Finansal olarak başarılı olsalar da devam filmleri, takipçisi oldukları filmler kadar severek anılan filmler olmadı hatta Jar Jar Binks, midi-kloryanlar ve ticari anlaşmazlıklara takıntı gibi sonuçlar veren tuhaf yaratıcı kararlar çoğunlukla sert şekilde eleştirildi. Disney Lucasfilm’i satın alıp gelecekteki Star Wars filmlerinin haklarını üstüne aldıktan sonra yeni bir üçlemenin yapım süreci başladı.
İlk iki yapım Güç Uyanıyor (The Force Awakens - 2015) ve Son Jedi (The Last Jedi - 2017) hem eleştirmenler, hem de gişe tarafında başarılı olurken Disney, Rogue One (2016) ve Han Solo (2018) ile başlayarak seriye bağımsız filmlere odaklanan yeni bir dal getirdi.

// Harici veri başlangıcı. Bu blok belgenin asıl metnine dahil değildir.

use std::sync::Arc;

use serde_json::json;

use super::*;
use crate::store::{Channel, ModelConfig, Price, ProviderKind, StaticPicker};

fn channel(provider: ProviderKind, key: &str, base_url: Option<&str>) -> Arc<Channel> {
	Arc::new(Channel {
		id: 7,
		name: strng::literal!("test-channel"),
		provider,
		base_url: base_url.map(strng::new),
		key: strng::new(key),
		supported_modes: vec![],
		supported_models: vec![strng::literal!("gpt-4.1"), strng::literal!("gpt-5-codex")],
		priority: 1,
	})
}

fn model_config(name: &str) -> ModelConfig {
	ModelConfig {
		name: strng::new(name),
		mode: Mode::ChatCompletions,
		owner: strng::literal!("openai"),
		max_context_tokens: None,
		max_output_tokens: None,
		tool_choice: None,
		vision: None,
		price: Price::default(),
		conditional_prices: vec![],
		rpm: None,
	}
}

fn meta_for(provider: ProviderKind, key: &str, base_url: Option<&str>, model: &str) -> Meta {
	let ch = channel(provider, key, base_url);
	Meta {
		request_id: strng::literal!("req-1"),
		origin_model: strng::new(model),
		actual_model: strng::new(model),
		mode: Mode::ChatCompletions,
		channel: ch,
		model_config: Arc::new(model_config(model)),
		request_timeout: Duration::from_secs(30),
		request_usage: RequestUsage::default(),
		request_at: chrono::Utc::now(),
		retry_at: None,
		retry_times: 0,
		caller: Caller::default(),
		bag: MetaBag::default(),
	}
}

#[test]
fn modes_map_to_dialects() {
	assert_eq!(Mode::ChatCompletions.dialect(), Dialect::Chat);
	assert_eq!(Mode::Completions.dialect(), Dialect::Chat);
	assert_eq!(Mode::Responses.dialect(), Dialect::Responses);
	assert_eq!(Mode::Anthropic.dialect(), Dialect::Claude);
	assert_eq!(Mode::Gemini.dialect(), Dialect::Gemini);
	assert_eq!(Mode::Embeddings.dialect(), Dialect::Aux);
	assert_eq!(Mode::AudioSpeech.dialect(), Dialect::Aux);
}

#[test]
fn error_taxonomy_statuses() {
	use ::http::StatusCode;
	assert_eq!(
		AIError::ModelNotSupported(strng::literal!("x")).status(),
		StatusCode::BAD_REQUEST
	);
	assert_eq!(
		AIError::KeyInvalid(strng::literal!("x")).status(),
		StatusCode::UNAUTHORIZED
	);
	assert_eq!(
		AIError::RateLimited("x".into()).status(),
		StatusCode::TOO_MANY_REQUESTS
	);
	assert_eq!(
		AIError::Transport("x".into()).status(),
		StatusCode::BAD_GATEWAY
	);
	assert_eq!(
		AIError::Internal("x".into()).status(),
		StatusCode::INTERNAL_SERVER_ERROR
	);
	assert_eq!(AIError::RateLimited("x".into()).kind(), "rate_limit_error");
	assert_eq!(AIError::UnsupportedMode(Mode::Rerank).kind(), "unsupported_mode");
}

#[test]
fn error_bodies_use_client_dialect() {
	let err = AIError::RateLimited("slow down".into());
	let openai = err.to_body(Dialect::Chat);
	assert_eq!(openai["error"]["type"], "rate_limit_error");
	assert_eq!(openai["error"]["code"], 429);

	let claude = err.to_body(Dialect::Claude);
	assert_eq!(claude["type"], "error");
	assert_eq!(claude["error"]["type"], "rate_limit_error");

	let gemini = err.to_body(Dialect::Gemini);
	assert_eq!(gemini["error"]["code"], 429);
	assert_eq!(gemini["error"]["status"], "rate_limit_error");
}

#[test]
fn dispatcher_resolves_or_rejects() {
	let ch = Arc::new(Channel {
		id: 1,
		name: strng::literal!("primary"),
		provider: ProviderKind::OpenAi,
		base_url: None,
		key: strng::literal!("sk-x"),
		supported_modes: vec![Mode::ChatCompletions],
		supported_models: vec![strng::literal!("gpt-4o")],
		priority: 1,
	});
	let dispatcher = Dispatcher::new(
		Arc::new(StaticPicker::new(vec![ch])),
		vec![model_config("gpt-4o")],
	);

	let meta = dispatcher
		.resolve(Mode::ChatCompletions, "gpt-4o", Caller::default())
		.unwrap();
	assert_eq!(meta.origin_model.as_str(), "gpt-4o");
	assert_eq!(meta.channel.id, 1);
	assert!(!meta.request_id.is_empty());

	assert!(matches!(
		dispatcher.resolve(Mode::ChatCompletions, "unknown-model", Caller::default()),
		Err(AIError::ModelNotSupported(_))
	));
	// Known model, but no channel serves this mode.
	let dispatcher = Dispatcher::new(
		Arc::new(StaticPicker::new(vec![])),
		vec![model_config("gpt-4o")],
	);
	assert!(matches!(
		dispatcher.resolve(Mode::ChatCompletions, "gpt-4o", Caller::default()),
		Err(AIError::NoChannelAvailable)
	));
}

#[test]
fn token_counting_covers_text_and_images() {
	let messages: Vec<types::completions::RequestMessage> = serde_json::from_value(json!([
		{"role": "user", "content": "count these tokens please"}
	]))
	.unwrap();
	let plain = num_tokens_from_messages("gpt-4o", &messages);
	assert!(plain.input_tokens > 0);
	assert_eq!(plain.image_input_tokens, 0);

	let with_image: Vec<types::completions::RequestMessage> = serde_json::from_value(json!([
		{"role": "user", "content": [
			{"type": "text", "text": "count these tokens please"},
			{"type": "image_url", "image_url": {"url": "https://example.com/x.png"}}
		]}
	]))
	.unwrap();
	let with_image = num_tokens_from_messages("gpt-4o", &with_image);
	assert_eq!(with_image.image_input_tokens, 85);
	assert_eq!(with_image.input_tokens, plain.input_tokens + 85);

	let high_detail: Vec<types::completions::RequestMessage> = serde_json::from_value(json!([
		{"role": "user", "content": [
			{"type": "image_url", "image_url": {"url": "https://example.com/x.png", "detail": "high"}}
		]}
	]))
	.unwrap();
	assert_eq!(
		num_tokens_from_messages("gpt-4o", &high_detail).image_input_tokens,
		765
	);

	// Unknown models fall back to the default encoder instead of failing.
	assert!(count_text_tokens("totally-unknown-model", "hello world") > 0);
}

#[test]
fn provider_dialects_follow_mode_and_model() {
	let openai =
		AIProvider::from_channel(&channel(ProviderKind::OpenAi, "sk-x", None)).unwrap();
	assert_eq!(
		openai.dialect(Mode::ChatCompletions, "gpt-4.1"),
		UpstreamDialect::OpenAiChat
	);
	// responses-only models push chat traffic up to the Responses dialect
	assert_eq!(
		openai.dialect(Mode::ChatCompletions, "gpt-5-codex"),
		UpstreamDialect::Responses
	);
	assert_eq!(
		openai.dialect(Mode::Embeddings, "text-embedding-3-small"),
		UpstreamDialect::Passthrough
	);

	let vertex = AIProvider::from_channel(&channel(
		ProviderKind::VertexAi,
		"us-central1|proj|key",
		None,
	))
	.unwrap();
	assert_eq!(
		vertex.dialect(Mode::ChatCompletions, "gemini-2.5-pro"),
		UpstreamDialect::Gemini
	);
	assert_eq!(
		vertex.dialect(Mode::Anthropic, "claude-sonnet-4-5"),
		UpstreamDialect::Claude
	);

	let zhipu = AIProvider::from_channel(&channel(ProviderKind::Zhipu, "zk", None)).unwrap();
	assert_eq!(zhipu.dialect(Mode::Anthropic, "glm-4.6"), UpstreamDialect::Claude);
	assert_eq!(
		zhipu.dialect(Mode::ChatCompletions, "glm-4.6"),
		UpstreamDialect::OpenAiChat
	);

	let ollama = AIProvider::from_channel(&channel(ProviderKind::Ollama, "", None)).unwrap();
	assert_eq!(
		ollama.dialect(Mode::ChatCompletions, "llama3.3"),
		UpstreamDialect::Ollama
	);
}

#[tokio::test]
async fn azure_url_and_header_templating() {
	// Channel base https://x.openai.azure.com with key k|2024-03-01-preview
	// produces the documented deployment URL and Api-Key header.
	let ch = channel(
		ProviderKind::AzureOpenAi,
		"k|2024-03-01-preview",
		Some("https://x.openai.azure.com"),
	);
	let provider = AIProvider::from_channel(&ch).unwrap();
	let mut meta = meta_for(
		ProviderKind::AzureOpenAi,
		"k|2024-03-01-preview",
		Some("https://x.openai.azure.com"),
		"gpt-4.1",
	);
	meta.channel = ch;
	let (method, url) = provider.request_url(&meta).unwrap();
	assert_eq!(method, ::http::Method::POST);
	assert_eq!(
		url,
		"https://x.openai.azure.com/openai/deployments/gpt-41/chat/completions?api-version=2024-03-01-preview"
	);

	let mut headers = ::http::HeaderMap::new();
	provider
		.setup_headers(&meta, &mut headers, &reqwest::Client::new(), None)
		.await
		.unwrap();
	assert_eq!(headers.get("api-key").unwrap(), "k");
	assert!(headers.get(::http::header::AUTHORIZATION).is_none());
}

#[tokio::test]
async fn anthropic_headers_carry_version_and_filtered_betas() {
	let provider =
		AIProvider::from_channel(&channel(ProviderKind::Anthropic, "sk-ant-x", None)).unwrap();
	let meta = meta_for(ProviderKind::Anthropic, "sk-ant-x", None, "claude-sonnet-4-5");

	let mut incoming = ::http::HeaderMap::new();
	incoming.insert(
		"anthropic-beta",
		::http::HeaderValue::from_static("prompt-caching-2024-07-31,bogus-flag"),
	);
	let mut headers = ::http::HeaderMap::new();
	provider
		.setup_headers(&meta, &mut headers, &reqwest::Client::new(), Some(&incoming))
		.await
		.unwrap();
	assert_eq!(headers.get("x-api-key").unwrap(), "sk-ant-x");
	assert_eq!(headers.get("anthropic-version").unwrap(), "2023-06-01");
	assert_eq!(
		headers.get("anthropic-beta").unwrap(),
		"prompt-caching-2024-07-31"
	);
}

#[test]
fn gemini_and_vertex_urls() {
	let provider = AIProvider::from_channel(&channel(ProviderKind::Gemini, "gk", None)).unwrap();
	let mut meta = meta_for(ProviderKind::Gemini, "gk", None, "gemini-2.5-pro");
	meta.mode = Mode::Gemini;
	meta.bag.stream = true;
	let (_, url) = provider.request_url(&meta).unwrap();
	assert_eq!(
		url,
		"https://generativelanguage.googleapis.com/v1beta/models/gemini-2.5-pro:streamGenerateContent?alt=sse"
	);

	let provider = AIProvider::from_channel(&channel(
		ProviderKind::VertexAi,
		"europe-west4|proj|key",
		None,
	))
	.unwrap();
	let mut meta = meta_for(
		ProviderKind::VertexAi,
		"europe-west4|proj|key",
		None,
		"gemini-2.5-pro",
	);
	meta.bag.stream = false;
	let (_, url) = provider.request_url(&meta).unwrap();
	assert_eq!(
		url,
		"https://europe-west4-aiplatform.googleapis.com/v1/projects/proj/locations/europe-west4/publishers/google/models/gemini-2.5-pro:generateContent"
	);
}

#[test]
fn key_validation_flags_bad_formats() {
	assert!(
		AIProvider::validate_channel_key(&channel(ProviderKind::OpenAi, "sk-x", None)).is_ok()
	);
	assert!(matches!(
		AIProvider::validate_channel_key(&channel(ProviderKind::VertexAi, "missing-pipe", None)),
		Err(AIError::KeyInvalid(_))
	));
	assert!(matches!(
		AIProvider::validate_channel_key(&channel(ProviderKind::Cloudflare, "no-pipe", None)),
		Err(AIError::KeyInvalid(_))
	));
	assert!(matches!(
		AIProvider::validate_channel_key(&channel(ProviderKind::OpenAi, "", None)),
		Err(AIError::KeyInvalid(_))
	));
}

#[tokio::test]
async fn balance_defaults_to_not_implemented() {
	let provider = AIProvider::from_channel(&channel(ProviderKind::OpenAi, "sk-x", None)).unwrap();
	assert!(matches!(
		provider.get_balance(&reqwest::Client::new()).await,
		Err(AIError::NotImplemented)
	));
}

#[test]
fn metadata_is_populated_for_every_provider() {
	for kind in [
		ProviderKind::OpenAi,
		ProviderKind::Anthropic,
		ProviderKind::Gemini,
		ProviderKind::Ollama,
		ProviderKind::Zhipu,
		ProviderKind::Baidu,
		ProviderKind::SiliconFlow,
		ProviderKind::MiniMax,
		ProviderKind::StreamLake,
	] {
		let provider = AIProvider::from_channel(&channel(kind, "region|key", None)).unwrap();
		let md = provider.metadata();
		assert!(!md.readme.is_empty());
		assert!(!md.models.is_empty());
		assert!(!md.key_help.is_empty());
	}
}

Yeni üçlemenin final bölümü gösterime girerken Star Wars’un tüm temel uzun metrajlı filmlerini -Ewok filmleri ve Klon Savaşları’nı (Clone Wars) dışarıda tutarak- en kötüden en iyiye sıraladık.
11. Star Wars: Bölüm 2 – Klonlar’ın Saldırısı (Star Wars: Episode II – Attack of the Clones - 2002)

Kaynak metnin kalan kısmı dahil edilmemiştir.